'''

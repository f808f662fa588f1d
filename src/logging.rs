//! 日志系统模块
//!
//! 提供结构化日志配置和管理功能，以及注入到各个检测中的日志能力 [`CheckLogger`]

use crate::config::HealthVitalsConfig;
use log::LevelFilter;
use std::collections::HashMap;
use std::fmt;
use std::fs::File;
use std::path::{Path, PathBuf};
use std::sync::{Arc, Mutex, OnceLock, PoisonError};
use tracing_subscriber::layer::Layered;
use tracing_subscriber::registry::LookupSpan;
use tracing_subscriber::{
    fmt as tracing_fmt, prelude::*, registry, EnvFilter, Layer, Registry,
};

/// 检测日志能力
///
/// 编排器在构造每个检测时注入同一个实例，检测只读共享，不做任何修改。
pub trait CheckLogger: Send + Sync {
    /// 记录信息级别日志
    fn info(&self, message: &str);

    /// 记录错误级别日志
    fn error(&self, message: &str);
}

/// 基于 tracing 的默认日志实现
#[derive(Debug, Clone, Copy, Default)]
pub struct TracingLogger;

impl CheckLogger for TracingLogger {
    fn info(&self, message: &str) {
        tracing::info!(target: "health_vitals::check", "{}", message);
    }

    fn error(&self, message: &str) {
        tracing::error!(target: "health_vitals::check", "{}", message);
    }
}

/// 默认日志实例
pub fn default_logger() -> Arc<dyn CheckLogger> {
    Arc::new(TracingLogger)
}

/// 全局日志初始化状态
#[derive(Debug, Default)]
struct GlobalLoggingState {
    /// 是否已初始化
    initialized: bool,
    /// 当前配置
    current_config: Option<LogConfig>,
}

/// 全局日志状态管理器
static GLOBAL_LOGGING_STATE: OnceLock<Mutex<GlobalLoggingState>> = OnceLock::new();

/// 日志配置结构
#[derive(Debug, Clone)]
pub struct LogConfig {
    /// 日志级别
    pub level: LevelFilter,
    /// 日志文件路径（可选，设置后输出到文件）
    pub file_path: Option<PathBuf>,
    /// 是否使用JSON格式
    pub json_format: bool,
    /// 模块级别日志控制
    pub module_levels: HashMap<String, LevelFilter>,
}

impl Default for LogConfig {
    fn default() -> Self {
        Self {
            level: LevelFilter::Info,
            file_path: None,
            json_format: false,
            module_levels: HashMap::new(),
        }
    }
}

impl LogConfig {
    /// 根据配置文件中的日志设置创建
    ///
    /// 无法识别的级别回退为 info，配置文件加载时已做过校验。
    pub fn from_config(config: &HealthVitalsConfig) -> Self {
        Self {
            level: parse_level(&config.log_level).unwrap_or(LevelFilter::Info),
            file_path: config.log_file.clone(),
            json_format: false,
            module_levels: config
                .log_modules
                .iter()
                .filter_map(|(module, level)| Some((module.clone(), parse_level(level)?)))
                .collect(),
        }
    }
}

/// 日志系统管理器
#[derive(Debug)]
pub struct LoggingSystem {
    config: LogConfig,
}

impl LoggingSystem {
    /// 初始化日志系统
    ///
    /// 进程内只会真正初始化一次，后续调用直接返回新的实例。
    ///
    /// # 参数
    /// * `config` - 日志配置
    ///
    /// # 返回
    /// * `anyhow::Result<LoggingSystem>` - 初始化结果
    pub fn setup_logging(config: LogConfig) -> anyhow::Result<Self> {
        let state_mutex =
            GLOBAL_LOGGING_STATE.get_or_init(|| Mutex::new(GlobalLoggingState::default()));
        let mut state = state_mutex.lock().unwrap_or_else(PoisonError::into_inner);

        if !state.initialized {
            Self::init_log_tracer()?;
            Self::init_tracing_subscriber(&config)?;
            state.initialized = true;
            state.current_config = Some(config.clone());
        }

        Ok(Self { config })
    }

    /// 当前实例使用的配置
    pub fn config(&self) -> &LogConfig {
        &self.config
    }

    /// 初始化 LogTracer（log crate 到 tracing 的桥接）
    fn init_log_tracer() -> anyhow::Result<()> {
        use tracing_log::LogTracer;

        static LOG_TRACER_INIT: OnceLock<Result<(), String>> = OnceLock::new();

        let result = LOG_TRACER_INIT.get_or_init(|| LogTracer::init().map_err(|e| e.to_string()));

        result
            .as_ref()
            .map_err(|e| anyhow::anyhow!("LogTracer初始化失败: {}", e))?;
        Ok(())
    }

    /// 初始化 tracing subscriber
    fn init_tracing_subscriber(config: &LogConfig) -> anyhow::Result<()> {
        let env_filter = Self::build_env_filter(config)?;

        let result = if let Some(file_path) = &config.file_path {
            let file = Self::create_log_file(file_path)?;
            registry()
                .with(env_filter)
                .with(Self::file_layer::<Layered<EnvFilter, Registry>>(file))
                .try_init()
        } else {
            let fmt_layer = if config.json_format {
                tracing_fmt::layer()
                    .json()
                    .with_timer(tracing_fmt::time::ChronoUtc::rfc_3339())
                    .with_target(true)
                    .boxed()
            } else {
                tracing_fmt::layer()
                    .with_timer(tracing_fmt::time::ChronoUtc::rfc_3339())
                    .with_ansi(true)
                    .with_target(true)
                    .boxed()
            };
            registry().with(env_filter).with(fmt_layer).try_init()
        };

        match result {
            Ok(()) => {
                tracing::debug!("日志配置: {:?}", config);
                Ok(())
            }
            Err(e) => {
                let error_msg = e.to_string();
                if error_msg.contains("already been set")
                    || error_msg.contains("already initialized")
                {
                    // 测试或嵌入场景下全局 subscriber 可能已由宿主设置
                    tracing::debug!("日志系统已经初始化过了");
                    Ok(())
                } else {
                    Err(anyhow::anyhow!(
                        "tracing subscriber初始化失败: {}",
                        error_msg
                    ))
                }
            }
        }
    }

    /// 构建全局级别加模块级别的过滤器
    fn build_env_filter(config: &LogConfig) -> anyhow::Result<EnvFilter> {
        let mut env_filter = EnvFilter::from_default_env()
            .add_directive(Self::convert_level_to_directive(config.level));

        for (module, level) in &config.module_levels {
            let directive = format!("{}={}", module, Self::level_to_string(*level))
                .parse()
                .map_err(|e| anyhow::anyhow!("无效的模块日志级别 {}: {}", module, e))?;
            env_filter = env_filter.add_directive(directive);
        }

        Ok(env_filter)
    }

    /// 创建日志文件，父目录不存在时一并创建
    fn create_log_file(path: &Path) -> anyhow::Result<File> {
        if let Some(parent) = path.parent().filter(|p| !p.as_os_str().is_empty()) {
            std::fs::create_dir_all(parent)
                .map_err(|e| anyhow::anyhow!("创建日志目录失败 {}: {}", parent.display(), e))?;
        }
        File::create(path)
            .map_err(|e| anyhow::anyhow!("创建日志文件失败 {}: {}", path.display(), e))
    }

    /// 写入文件的纯文本日志层
    fn file_layer<S>(file: File) -> impl Layer<S>
    where
        S: tracing::Subscriber + for<'a> LookupSpan<'a>,
    {
        tracing_fmt::layer()
            .with_writer(Mutex::new(file))
            .with_ansi(false)
            .with_timer(tracing_fmt::time::ChronoUtc::rfc_3339())
    }

    /// 将 log::LevelFilter 转换为 tracing 的指令
    fn convert_level_to_directive(level: LevelFilter) -> tracing_subscriber::filter::Directive {
        use tracing_subscriber::filter::{Directive, LevelFilter as TracingLevel};
        match level {
            LevelFilter::Off => Directive::from(TracingLevel::OFF),
            LevelFilter::Error => Directive::from(tracing::Level::ERROR),
            LevelFilter::Warn => Directive::from(tracing::Level::WARN),
            LevelFilter::Info => Directive::from(tracing::Level::INFO),
            LevelFilter::Debug => Directive::from(tracing::Level::DEBUG),
            LevelFilter::Trace => Directive::from(tracing::Level::TRACE),
        }
    }

    /// 将 log::LevelFilter 转换为字符串
    fn level_to_string(level: LevelFilter) -> &'static str {
        match level {
            LevelFilter::Off => "off",
            LevelFilter::Error => "error",
            LevelFilter::Warn => "warn",
            LevelFilter::Info => "info",
            LevelFilter::Debug => "debug",
            LevelFilter::Trace => "trace",
        }
    }

    /// 检查日志系统是否已初始化
    pub fn is_initialized() -> bool {
        GLOBAL_LOGGING_STATE
            .get()
            .map(|state| state.lock().unwrap_or_else(PoisonError::into_inner).initialized)
            .unwrap_or(false)
    }

    /// 获取当前日志配置（如果已初始化）
    pub fn current_config() -> Option<LogConfig> {
        GLOBAL_LOGGING_STATE.get().and_then(|state| {
            state
                .lock()
                .unwrap_or_else(PoisonError::into_inner)
                .current_config
                .clone()
        })
    }
}

/// 将字符串解析为日志级别，无法识别时返回 None
pub fn parse_level(level: &str) -> Option<LevelFilter> {
    level.parse().ok()
}

impl fmt::Display for LoggingSystem {
    fn fmt(&self, f: &mut fmt::Formatter<'_>) -> fmt::Result {
        write!(
            f,
            "LoggingSystem(level={}, json={})",
            Self::level_to_string(self.config.level),
            self.config.json_format
        )
    }
}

'''

> Work item:
Please return every line from the material above where the string "anyhow" occurs.

> Response area:
    /// * `anyhow::Result<LoggingSystem>` - 初始化结果
    pub fn setup_logging(config: LogConfig) -> anyhow::Result<Self> {
    fn init_log_tracer() -> anyhow::Result<()> {
            .map_err(|e| anyhow::anyhow!("LogTracer初始化失败: {}", e))?;
    fn init_tracing_subscriber(config: &LogConfig) -> anyhow::Result<()> {
                    Err(anyhow::anyhow!(
    fn build_env_filter(config: &LogConfig) -> anyhow::Result<EnvFilter> {
                .map_err(|e| anyhow::anyhow!("无效的模块日志级别 {}: {}", module, e))?;
    fn create_log_file(path: &Path) -> anyhow::Result<File> {
                .map_err(|e| anyhow::anyhow!("创建日志目录失败 {}: {}", parent.display(), e))?;
            .map_err(|e| anyhow::anyhow!("创建日志文件失败 {}: {}", path.display(), e))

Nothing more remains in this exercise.